2.3. Feature Mapping Using GNN

The SuperGlue algorithm is used to match the images after the initial local features of the image pair have been obtained. SuperGlue is a GNN-based matching algorithm for feature matching and the rejection of non-matchable points. By using a GNN for feature augmentation on key points, SuperGlue effectively converts the feature matching problem into a differentiable optimization problem. This algorithm consists of two modules: an attentional GNN and an optimal matching layer. The feature augmentation module (key point encoder) encodes the key point positions and visual descriptors, followed by feature fusion. Alternating self- and cross-attention layers (repeated L times) are then used to create more powerful representations, f, by aggregating contextual information within and between the images.

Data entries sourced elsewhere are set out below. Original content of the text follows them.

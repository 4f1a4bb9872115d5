//! # bitform
//!
//! Declarative bit-level binary formats.
//!
//! A format is a tree of [`FormatNode`]s: integers of any bit width, byte
//! blobs, booleans, structs and arrays, plus conditional, choice, delta,
//! translation, skip and callback nodes. The same tree parses a
//! [`BitStream`] into a [`Value`] and composes a [`Value`] back into bytes.
//! Sizes and conditions can refer to fields read earlier, so
//! length-prefixed layouts need no code.
//!
//! Bits are consumed least significant first inside each byte. Big-endian
//! reads concatenate chunks most significant first, little-endian reads
//! least significant first.
//!
//! ## Example
//!
//! ```
//! use bitform::{FormatNode, FormatRunner, RunnerConfig, StructField, Value};
//!
//! let format = FormatNode::structure([
//!     StructField::new("version", FormatNode::integer(4)),
//!     StructField::new("flags", FormatNode::integer(4)),
//!     StructField::new("count", FormatNode::integer(8)),
//!     StructField::new("items", FormatNode::array("count", FormatNode::integer(8))),
//! ]);
//! let runner = FormatRunner::with_config(format, RunnerConfig::strict());
//!
//! let value = runner.parse_bytes(&[0x12, 0x02, 0xAA, 0xBB]).unwrap();
//! assert_eq!(value.get("version"), Some(&Value::U64(2)));
//! assert_eq!(value.get("count"), Some(&Value::U64(2)));
//!
//! let bytes = runner.compose_to_vec(&value).unwrap();
//! assert_eq!(bytes, [0x12, 0x02, 0xAA, 0xBB]);
//! ```

pub mod backend;
pub mod bit_buffer;
pub mod bits;
pub mod callback;
pub mod composite;
pub mod conditional;
pub mod errors;
pub mod field;
pub mod node;
pub mod runner;
pub mod scalar;
pub mod scope;
#[cfg(feature = "serde")]
pub mod serde;
pub mod size;
pub mod source;
pub mod stream;
pub mod transform;
pub mod value;

pub use bit_buffer::BitBuffer;
pub use bits::Endian;
pub use callback::CallbackNode;
pub use composite::{ArrayNode, StructNode};
pub use conditional::{ChoiceArm, ChoiceNode, OptionalNode};
pub use errors::{Error, ErrorKind, Result};
pub use field::{FieldPath, Member, StructField};
pub use node::FormatNode;
pub use runner::{FormatRunner, RunnerConfig, TrailingData};
pub use scalar::{BlobNode, IntegerNode, SkipNode};
pub use size::{Condition, Size};
pub use source::{ByteStream, IoStream, MemoryStream};
pub use stream::BitStream;
pub use transform::{DeltaNode, TranslateNode, Translation};
pub use value::{Fields, Value};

In the optimal matching layer, the inner product between representations, f, is calculated (Equation (1) [20]) to construct the score matrix $S\in R^{M\times N}$, where M and N denote the number of features in images A and B, respectively. A dustbin mechanism was included in SuperGlue since a few key points will not have a matchable point due to problems such as occlusion (Equation (2) [20]). The dustbin is created by augmenting the score matrix by a row and column and is used to indicate whether a key point has a matchable point. SuperGlue treats the final matching problem as a linear assignment problem. The assignment matrix $P\in R^{M\times N}$ and score matrix S are first computed to construct the optimization problem, and the assignment P is obtained by maximizing the total score. ${{\displaystyle \sum }}_{i,j} S_{i,j}{P}_{i,j}$. The optimal assignment matrix P is iteratively and efficiently solved on GPU using the Sinkhorn algorithm [27].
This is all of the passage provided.